Tracklist

01 The Upsetter
02 I’m Aquarius
03 Monstrous
04 Love Letters
05 Month of Sundays
06 Boy Racers
07 Call Me
08 The Most Immaculate Haircut
09 Reservoir
10 Never Wanted
Neues Album, neuer Sound. Die Briten rund um Joseph Mount waren ja schon immer für Überraschungen gut. Auf ihrem neuen Album "Love Letters" legen sie jetzt den wohl größten Stilwechsel ihrer Karriere hin.
Klangen sie auf dem Vorgänger "The English Riviera" noch rein elektronisch, ultra-glatt produziert und so modern wie möglich, ist ihr jetztiger Sound praktisch das genaue Gegenteil.
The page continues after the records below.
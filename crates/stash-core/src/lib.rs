//! Stash Core
//!
//! Composition root for the storage facade: one `Config`, one database
//! manager and one credential store, built explicitly and shared by the
//! application instead of living in process-wide singletons.

mod config;
mod data_storage;
mod error;

pub use config::Config;
pub use data_storage::DataStorage;
pub use error::CoreError;

// Re-export the facade components
pub use stash_keychain::{
    CredentialKey, CredentialStore, KeychainError, KeyringBackend, MemoryBackend, Namespace,
    SecretBackend, StoredValue, ValueEncoding,
};
pub use stash_storage::{
    Column, ColumnType, Condition, Database, DbManager, Executor, IntoSqlValue, LogicalDatabase,
    LogicalTable, Order, OrderBy, PathResolver, QueryOptions, Record, RecordRow, ResultColumn,
    SampleDatabase, SampleTable, StorageError, Value,
};
pub use stash_storage::Result as StorageResult;

pub type Result<T> = std::result::Result<T, CoreError>;

/// Initialize logging
///
/// Reads `RUST_LOG`, defaulting to `info`. Safe to call more than once.
pub fn init_logging() {
    use tracing_subscriber::{fmt, EnvFilter};

    let filter = EnvFilter::try_from_default_env().unwrap_or_else(|_| EnvFilter::new("info"));

    let _ = fmt().with_env_filter(filter).with_target(true).try_init();
}
//! Storage error types

use std::path::PathBuf;
use thiserror::Error;

#[derive(Error, Debug)]
pub enum StorageError {
    #[error("SQLite error: {0}")]
    Sqlite(#[from] rusqlite::Error),

    #[error("IO error: {0}")]
    Io(#[from] std::io::Error),

    #[error("Database file not found: {}", .0.display())]
    DatabaseNotFound(PathBuf),

    #[error("Unknown column `{column}` for table `{table}`")]
    InvalidColumn { table: String, column: String },

    #[error("No columns to write for table `{0}`")]
    EmptyColumns(String),

    #[error("Encryption requested but SQLite was built without SQLCipher")]
    CipherUnsupported,

    #[error("Failed to decode row: {0}")]
    Decode(String),
}
use stash_core::{
    Column, ColumnType, Condition, Config, CoreError, CredentialKey, DataStorage, LogicalDatabase,
    LogicalTable, MemoryBackend, OrderBy, QueryOptions, Record, RecordRow, ResultColumn,
    SampleTable, StorageResult, StoredValue, Value, ValueEncoding,
};
use std::sync::Arc;
use tempfile::TempDir;

#[derive(Debug, Clone, PartialEq)]
struct Lesson {
    id: i64,
    title: String,
    done: bool,
}

impl Lesson {
    fn new(id: i64, title: &str, done: bool) -> Self {
        Self {
            id,
            title: title.to_string(),
            done,
        }
    }
}

impl Record for Lesson {
    fn table_name() -> &'static str {
        "Lesson"
    }

    fn columns() -> &'static [Column] {
        const COLUMNS: &[Column] = &[
            Column::new("id", ColumnType::Integer).primary_key(),
            Column::new("title", ColumnType::Text).not_null(),
            Column::new("done", ColumnType::Integer),
        ];
        COLUMNS
    }

    fn to_values(&self) -> Vec<Value> {
        vec![
            Value::Integer(self.id),
            Value::Text(self.title.clone()),
            Value::Integer(i64::from(self.done)),
        ]
    }

    fn from_row(row: &RecordRow) -> StorageResult<Self> {
        Ok(Self {
            id: row.get_or_default("id")?,
            title: row.get_or_default("title")?,
            done: row.get_or_default("done")?,
        })
    }
}

enum Secret {
    ApiToken,
    Remember,
    Avatar,
}

impl CredentialKey for Secret {
    fn raw_key(&self) -> &str {
        match self {
            Secret::ApiToken => "api_token",
            Secret::Remember => "remember",
            Secret::Avatar => "avatar",
        }
    }
}

fn storage(encoding: ValueEncoding) -> (TempDir, Arc<MemoryBackend>, DataStorage) {
    let dir = tempfile::tempdir().unwrap();
    let mut config = Config::new(dir.path().to_path_buf(), "LessonApp");
    config.credential_encoding = encoding;

    let backend = Arc::new(MemoryBackend::new());
    let storage = DataStorage::new(config, backend.clone()).unwrap();
    (dir, backend, storage)
}

#[test]
fn test_crud_through_logical_table() {
    let (dir, _backend, storage) = storage(ValueEncoding::Tagged);
    let db = storage.db();
    let table = SampleTable::Study;
    let database = table.database().name();

    let lessons = vec![
        Lesson::new(1, "Ownership", false),
        Lesson::new(2, "Borrowing", false),
        Lesson::new(3, "Lifetimes", true),
    ];
    assert!(db.insert(&lessons, None, database));
    assert!(dir.path().join("LessonApp/Study.db").exists());

    let loaded: Vec<Lesson> = db.get(database, "Lesson", &[], &table.query()).unwrap();
    assert_eq!(loaded.len(), 3);
    for lesson in &lessons {
        assert!(loaded.contains(lesson));
    }

    let pending = QueryOptions::new().filter(Condition::eq("done", 0i64));
    assert!(db.update(database, "Lesson", &["done"], &Lesson::new(0, "", true), &pending));
    assert_eq!(
        db.get_value(database, "Lesson", ResultColumn::Count, &pending),
        Some(Value::Integer(0))
    );

    assert!(db.delete(
        database,
        "Lesson",
        &QueryOptions::new().order_by(OrderBy::asc("id")).limit(1)
    ));
    let titles: Vec<Lesson> = db
        .get(database, "Lesson", &["title"], &QueryOptions::new().order_by(OrderBy::asc("id")))
        .unwrap();
    assert_eq!(
        titles.iter().map(|l| l.title.as_str()).collect::<Vec<_>>(),
        vec!["Borrowing", "Lifetimes"]
    );
}

#[test]
fn test_transaction_body_sees_its_own_writes() {
    let (_dir, _backend, storage) = storage(ValueEncoding::Tagged);
    let db = storage.db();
    assert!(db.insert(&[Lesson::new(1, "Ownership", false)], None, "Study"));

    let count = db
        .try_run("Study", |tx| {
            tx.insert_or_replace(&[Lesson::new(1, "Ownership", true)], None, "Lesson")?;
            tx.insert(&[Lesson::new(2, "Traits", false)], None, "Lesson")?;
            tx.get_value(&ResultColumn::Count, "Lesson", &QueryOptions::new())
        })
        .unwrap();
    assert_eq!(count, Some(Value::Integer(2)));

    let done: Vec<Lesson> = db
        .get("Study", "Lesson", &[], &QueryOptions::new().filter(Condition::eq("id", 1i64)))
        .unwrap();
    assert_eq!(done, vec![Lesson::new(1, "Ownership", true)]);
}

#[test]
fn test_databases_are_isolated_by_name() {
    let (_dir, _backend, storage) = storage(ValueEncoding::Tagged);
    let db = storage.db();

    assert!(db.insert(&[Lesson::new(1, "Ownership", false)], None, "Study"));
    assert!(db.insert(&[Lesson::new(1, "Other", false)], None, "CourseList"));

    let study: Vec<Lesson> = db.get("Study", "Lesson", &[], &QueryOptions::new()).unwrap();
    assert_eq!(study, vec![Lesson::new(1, "Ownership", false)]);

    assert!(db.delete_database("CourseList"));
    let study_again: Vec<Lesson> = db.get("Study", "Lesson", &[], &QueryOptions::new()).unwrap();
    assert_eq!(study_again, study);
    assert_eq!(db.get::<Lesson>("CourseList", "Lesson", &[], &QueryOptions::new()), None);
}

#[test]
fn test_credentials_keep_their_kind() {
    for encoding in [ValueEncoding::Tagged, ValueEncoding::Probe] {
        let (_dir, backend, storage) = storage(encoding);
        let credentials = storage.credentials();

        credentials.set(&Secret::ApiToken, "hello").unwrap();
        credentials.set(&Secret::Remember, true).unwrap();
        credentials.set(&Secret::Avatar, vec![0xFFu8, 0x00, 0x10]).unwrap();

        assert_eq!(
            credentials.get(&Secret::ApiToken).unwrap(),
            Some(StoredValue::Text("hello".to_string()))
        );
        assert_eq!(credentials.get(&Secret::Remember).unwrap(), Some(StoredValue::Bool(true)));
        assert!(backend.raw("LessonApp.api_token").is_some());
        assert_eq!(backend.len(), 3);
    }
}

#[test]
fn test_tagged_blob_survives_but_probe_misreads_it() {
    let (_dir, _backend, tagged) = storage(ValueEncoding::Tagged);
    tagged.credentials().set(&Secret::Avatar, vec![0xFFu8, 0x10]).unwrap();
    assert_eq!(
        tagged.credentials().get(&Secret::Avatar).unwrap(),
        Some(StoredValue::Blob(vec![0xFF, 0x10]))
    );

    let (_dir, _backend, probing) = storage(ValueEncoding::Probe);
    probing.credentials().set(&Secret::Avatar, vec![0xFFu8, 0x10]).unwrap();
    assert_eq!(
        probing.credentials().get(&Secret::Avatar).unwrap(),
        Some(StoredValue::Bool(false))
    );
}

#[test]
fn test_invalid_config_is_rejected() {
    let dir = tempfile::tempdir().unwrap();
    let config = Config::new(dir.path().to_path_buf(), "");
    let result = DataStorage::new(config, Arc::new(MemoryBackend::new()));
    assert!(matches!(result, Err(CoreError::Config(_))));
}

#[test]
fn test_keyring_storage_uses_namespace() {
    let dir = tempfile::tempdir().unwrap();
    let config = Config::new(dir.path().to_path_buf(), "LessonApp");
    let storage = DataStorage::with_keyring(config).unwrap();

    assert_eq!(storage.credentials().namespace().as_str(), "LessonApp");
    assert_eq!(storage.config().namespace, "LessonApp");
    assert_eq!(
        storage.db().database_path("Study"),
        dir.path().join("LessonApp").join("Study.db")
    );
}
Die Partystimmung vom Vorgänger hat sich in eine eher melancholische Katerstimmung verwandelt. In Szene gesetzt wird diese Stimmung mit klassischen Rockinstrumenten und dumpfen, analogen Synthezisern und E-Orgeln die wie aus den späten 70er Jahren entsprungen klingen. Altertümlich und Rau Produziert ist grundsätzlich der Sound auf "Love Letters". Dieser an die Motown-Ära erinnernde Sound ist es, der "Love Letters" so besonders und symphatisch macht. Hinzu kommt Mount's Fähigkeit Popsongs zu schreiben die gleichzeitig Anspruchsvoll und eingängig sind.